Firm: Blue Wolf Capital Partners

Fund: Blue Wolf Capital Fund III LP

Target: $300 million – $400 million

Placement Agent: None

Executives at Blue Wolf Capital Partners are eyeing a much larger fund for their sophomore effort.

The small turnaround shop had hoped to raise as much as $250 million for its debut institutional fund in the fall of 2008, but settled on $118 million—a respectable size considering it raised the fund in the fall of 2008, as the economy was imploding.

Three years later, with two solid exits in its pocket, the firm expects to raise $300 million to $400 million for its second fund, Adam Blumenthal, the firm’s founder, told Buyouts.

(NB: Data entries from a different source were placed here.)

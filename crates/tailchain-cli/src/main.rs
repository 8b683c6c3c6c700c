use clap::Parser;
use tracing_subscriber::EnvFilter;

mod cli;
mod commands;
mod config;
mod keys;

#[tokio::main]
async fn main() -> anyhow::Result<()> {
    // stdout carries chain output; logs go to stderr.
    tracing_subscriber::fmt()
        .with_env_filter(EnvFilter::try_from_default_env().unwrap_or_else(|_| EnvFilter::new("info")))
        .with_writer(std::io::stderr)
        .init();

    let cli = cli::Cli::parse();
    commands::run_command(cli).await
}
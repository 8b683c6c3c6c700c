use std::sync::Arc;

use tailchain_ledger::LedgerStore;
use tokio::net::TcpListener;
use tokio_util::sync::CancellationToken;

use crate::config::ServerConfig;
use crate::error::ServerResult;
use crate::handler::AppState;
use crate::router::build_router;

/// Serves one ledger over HTTP.
pub struct ChainServer {
    config: ServerConfig,
    store: Arc<LedgerStore>,
}

impl ChainServer {
    pub fn new(config: ServerConfig, store: Arc<LedgerStore>) -> Self {
        Self { config, store }
    }

    pub fn config(&self) -> &ServerConfig {
        &self.config
    }

    /// Build the router (useful for testing).
    pub fn router(&self, shutdown: CancellationToken) -> axum::Router {
        build_router(AppState {
            store: Arc::clone(&self.store),
            shutdown,
        })
    }

    /// Bind the configured address and serve until `shutdown` fires.
    pub async fn serve(self, shutdown: CancellationToken) -> ServerResult<()> {
        let listener = TcpListener::bind(&self.config.bind_addr).await?;
        self.serve_on(listener, shutdown).await
    }

    /// Serve on an already bound listener until `shutdown` fires.
    ///
    /// Pending long-polls are released with 503 when shutting down, so the
    /// graceful drain does not wait on appends that will never come.
    pub async fn serve_on(self, listener: TcpListener, shutdown: CancellationToken) -> ServerResult<()> {
        let app = self.router(shutdown.clone());
        tracing::info!("chain server listening on {}", listener.local_addr()?);
        axum::serve(listener, app)
            .with_graceful_shutdown(async move { shutdown.cancelled().await })
            .await?;
        Ok(())
    }
}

Blue Wolf expects to begin the process sometime next year, and has not yet hired a placement agent.

The firm specializes in distressed turnarounds, with a particular specialty in taking on troubled companies that involve unions and the government. It invests a minimum of $10 million in transactions of at least $20 million and typically less than $50 million.

Blumenthal said the firm would be comfortable doing slightly bigger deals. Blue Wolf raised its first fund on the strength of three deals is it did as a fundless sponsor that were in the $100 million enterprise-value range. “It’s kind of ironic, but we were doing bigger deals before we had the fund,” Blumenthal said.

Blumenthal founded the firm in 2005. Prior to that, he was first deputy comptroller and CFO for the New York City Comptroller William C. Thompson Jr. From 1989 to 2002, he was an executive at American Capital Ltd. Blue Wolf has eight investment professionals, including Charles Miller, a partner and attorney who was formerly with Patton Boggs LLP, the prominent Washington, D.C., law firm, and Michael Ranson, a partner who was formerly a portfolio manager at GoldenTree Asset Management LP and, before that, a vice president at American Capital.

Altogether, the firm has made seven investments, two of which it has exited. The firm generated about 3.9x its investment and a 95 percent internal rate of return on Healthcare Laundry Systems, a company that provides laundry services to hospitals and clinics in the Chicago area that Blue Wolf bought in 2008 and sold in March of this year, Blumenthal said.

The firm’s other exit was Northern Resources, a severely distressed manufacturer of pulp used in a variety of paper products based in Nova Scotia that Blue Wolf bought—with no equity—in 2008 from Neenah Paper Inc.

As part of this complicated deal, the firm brought in John Hamm, the former premier of Nova Scotia, as board chairman; created a local economic development partnership with local citizens; helped capitalize some of the company’s contractors; and negotiated with the provincial government to help finance the company’s acquisition of 475,000 acres of land—about the size of Rhode Island—with timber critical for the pulp mill and the local economy. The firm sold the company to Paper Excellence Canada Holdings Corp.—which had passed on the mill when Blue Wolf bought it—in May for an undisclosed amount. Blumenthal described the return as “extremely meaningful” and “significantly better” than the return generated by the Healthcare Laundry Systems investment.

The firm still has almost half of its first institutional fund, which it expects to devote to two to three portfolio investments before the end of the year and early next year.